An Aging 'Quartet,' Still Polishing Their Legends
"Wrinklies," a widely accepted British term for elderly people, is by a generous margin more affectionate fun than the anodyne euphemisms we use here in the United States, where many of us fear crow's-feet almost as much as we do death. It's no accident that Americans have no equivalent term of endearment beyond the horribly neutered "senior citizen." Or that Hollywood movies mostly ignore the old — or consign them to the demeaning Siberia of crazy old coots (Jack Nicholson) or wacky broads (Jane Fonda, Betty White and so many more).
Which is not to say that the Brits are above showing their soft centers when it comes to exportable chronicles from the sunset years. They just don't beat about the bush regarding the indignities of bodily decay, and they deliver the schmaltz with a characteristically pert leavening of cheek and vaudeville raunch.
This year, two wrinkly vehicles are competing for awards attention, both sweetly sentimental and both heavily reliant on the usual crackerjack roster of thespian dames and sirs. On the heels of the successful The Best Exotic Marigold Hotel — in which a band of the newly retired re-up by outsourcing themselves to India — comes Quartet, a big-hearted and veddy English chamber piece, never mind that it was directed — respectfully and with love — by famous Yank Dustin Hoffman.
Adapted by Ronald Harwood from his 1999 stage play, Quartet is set in a bucolic retirement community for former opera musicians, who are readying themselves for a gala benefit to fund the renovation of their buildings. This alone implies a strategic refinement of most wrinklies' options: With its plush brocades, manicured grounds and plentiful supply of attentive round-the-clock staff, Beecham House is, to put it mildly, not the kind of retirement home that's on general offer through the National Health Service. If you have to grow old and infirm, this is the place to do it, presuming you've the bucks to pay for it.
That discrepancy, however, would take us into riskier Ken Loach or Mike Leigh territory. The mostly comfy Quartet is built around the uncontroversial observation that most of us deal with old age pretty much as we approach the rest of our lives. At its center are three old friends and partners in Verdi interpretation: Wilf (Billy Connolly), a genial old gent as randy as he is kind, who keeps himself spry by coming on to the help; buttoned-up Reggie (Tom Courtenay), who claims to want nothing more than a "dignified senility"; and Cissy (Pauline Collins), a sweet soul in the early stages of dementia.
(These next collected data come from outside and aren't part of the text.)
use std::str::FromStr;

use sqlx::sqlite::{SqliteConnectOptions, SqliteJournalMode, SqlitePoolOptions};
use sqlx::SqlitePool;

pub type DbPool = SqlitePool;

pub const MIGRATIONS: &str = include_str!("schema.sql");

pub async fn init_pool(database_url: &str) -> Result<DbPool, sqlx::Error> {
    let options = SqliteConnectOptions::from_str(database_url)?
        .create_if_missing(true)
        .foreign_keys(true)
        .journal_mode(SqliteJournalMode::Wal);
    SqlitePoolOptions::new()
        .max_connections(8)
        .connect_with(options)
        .await
}

pub async fn run_migrations(pool: &DbPool) -> Result<(), sqlx::Error> {
    sqlx::raw_sql(MIGRATIONS).execute(pool).await?;
    log::info!("Database migrations complete");
    Ok(())
}

/// Populate the mes_anio grid for the given inclusive year range.
/// Idempotent: existing (anio, mes) pairs are left untouched.
pub async fn seed_mes_anio(pool: &DbPool, desde: i64, hasta: i64) -> Result<u64, sqlx::Error> {
    let mut created = 0;
    for anio in desde..=hasta {
        for mes in 1..=12 {
            let result = sqlx::query(
                "INSERT OR IGNORE INTO mes_anio (anio, mes) VALUES (?1, ?2)",
            )
            .bind(anio)
            .bind(mes)
            .execute(pool)
            .await?;
            created += result.rows_affected();
        }
    }
    if created > 0 {
        log::info!("Seeded mes_anio grid: {created} new slots ({desde}-{hasta})");
    }
    Ok(created)
}

/// Ensure a named group exists. Returns its id.
pub async fn ensure_grupo(pool: &DbPool, nombre: &str) -> Result<i64, sqlx::Error> {
    sqlx::query("INSERT OR IGNORE INTO grupos (nombre) VALUES (?1)")
        .bind(nombre)
        .execute(pool)
        .await?;
    let (id,): (i64,) = sqlx::query_as("SELECT id FROM grupos WHERE nombre = ?1")
        .bind(nombre)
        .fetch_one(pool)
        .await?;
    Ok(id)
}
//! Identity seam. Token validation happens upstream (the auth layer in
//! front of this service); the authenticated user id reaches handlers via
//! the `X-Auth-User` header. Group and permiso checks stay in-handler.

use std::future::{Ready, ready};

use actix_web::{FromRequest, HttpRequest, dev::Payload};

use crate::db::DbPool;
use crate::errors::AppError;

pub const HEADER_USER: &str = "X-Auth-User";

/// Extractor for the upstream-authenticated user id.
#[derive(Debug, Clone, Copy)]
pub struct AuthedUser(pub i64);

impl FromRequest for AuthedUser {
    type Error = AppError;
    type Future = Ready<Result<Self, Self::Error>>;

    fn from_request(req: &HttpRequest, _payload: &mut Payload) -> Self::Future {
        let user_id = req
            .headers()
            .get(HEADER_USER)
            .and_then(|v| v.to_str().ok())
            .and_then(|s| s.parse::<i64>().ok());
        ready(match user_id {
            Some(id) => Ok(AuthedUser(id)),
            None => Err(AppError::Unauthorized(
                "Credenciales de autenticación no proporcionadas.".to_string(),
            )),
        })
    }
}

/// Whether the user belongs to the named group.
pub async fn in_group(pool: &DbPool, user_id: i64, grupo: &str) -> Result<bool, sqlx::Error> {
    let (count,): (i64,) = sqlx::query_as(
        "SELECT COUNT(*) FROM user_grupos ug \
         JOIN grupos g ON g.id = ug.grupo_id \
         WHERE ug.user_id = ?1 AND g.nombre = ?2",
    )
    .bind(user_id)
    .bind(grupo)
    .fetch_one(pool)
    .await?;
    Ok(count > 0)
}

/// Guard used by treasurer-only endpoints.
pub async fn require_group(pool: &DbPool, user_id: i64, grupo: &str) -> Result<(), AppError> {
    if in_group(pool, user_id, grupo).await? {
        Ok(())
    } else {
        Err(AppError::Forbidden(format!(
            "Se requiere pertenecer al grupo '{grupo}'."
        )))
    }
}

pub async fn has_perm(pool: &DbPool, user_id: i64, codename: &str) -> Result<bool, sqlx::Error> {
    let (count,): (i64,) = sqlx::query_as(
        "SELECT COUNT(*) FROM user_permisos WHERE user_id = ?1 AND codename = ?2",
    )
    .bind(user_id)
    .bind(codename)
    .fetch_one(pool)
    .await?;
    Ok(count > 0)
}

pub async fn permisos_de_usuario(
    pool: &DbPool,
    user_id: i64,
) -> Result<Vec<String>, sqlx::Error> {
    let rows: Vec<(String,)> = sqlx::query_as(
        "SELECT codename FROM user_permisos WHERE user_id = ?1 ORDER BY codename",
    )
    .bind(user_id)
    .fetch_all(pool)
    .await?;
    Ok(rows.into_iter().map(|(c,)| c).collect())
}

pub async fn grant_perm(pool: &DbPool, user_id: i64, codename: &str) -> Result<(), sqlx::Error> {
    sqlx::query("INSERT OR IGNORE INTO user_permisos (user_id, codename) VALUES (?1, ?2)")
        .bind(user_id)
        .bind(codename)
        .execute(pool)
        .await?;
    Ok(())
}

pub async fn add_to_group(pool: &DbPool, user_id: i64, grupo_id: i64) -> Result<(), sqlx::Error> {
    sqlx::query("INSERT OR IGNORE INTO user_grupos (user_id, grupo_id) VALUES (?1, ?2)")
        .bind(user_id)
        .bind(grupo_id)
        .execute(pool)
        .await?;
    Ok(())
}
Together the three soldier on in resigned harmony that's rudely interrupted by the arrival of Jean (Maggie Smith), a testy diva who was once the group's solo star and who, we soon learn, was briefly married to Reggie. Age cannot wither Jean's robust ego, which means she still rallies for standing ovations but otherwise spreads gloom and defeatism wherever she goes. Early hostilities with Reggie are quickly smoothed over, which means there is much worse to come, and as the concert draws near, Jean's epic temper threatens to derail the festivities, to say nothing of the group's plan to sing their famed quartet from Rigoletto.
Personally, I'd show up for Maggie Smith's top-drawer basilisk stare if she were guesting on Sesame Street. And though, through no fault of her own, the actress isn't doing much here that she didn't do as the embittered retired nanny in The Best Exotic Marigold Hotel, she still bottles the helpless rage with which so many aging people mask the existential terror of their diminishing powers and approaching demise.
She must be tamed and bettered, of course, so that Quartet may take you sweetly more or less where you expect it to go, pausing for rueful contemplation of the inevitable along the way. It's worth taking the ride just for the movie's perfectly synchronized veteran cast. Watching this graying band of great actors — in a way, these movies are a pre-retirement home for the cream of Anglo-talent — you can treat yourself to a further nostalgic trip though the history of British arts both high and low.
Maggie Smith in The Prime of Miss Jean Brodie; Tom Courtenay, the Long Distance Runner of mid-20th-century working-class neorealist cinema classics; Pauline Collins, forever Shirley Valentine; Billy Connolly, known to American audiences as the royal equerry from Mrs. Brown, but to us wrinklies-in-waiting as the 1970s Glasgow stand-up comedian whose scabrous patter made our toes curl. And as the director of festivities, Michael Gambon, who, while making my teenage daughter squeal "Dumbledore!," to me will always be the flayed hero of that other Potter's television masterpiece, The Singing Detective.
Stay the course, and Hoffman offers a bonus treat. Discreetly tucked around this heavenly troupe is a distinguished roster of wrinklies from the real-life world of the arts, both high and low. They get their due in a lovely tribute at the end, and I'm not ashamed to say I cried on demand.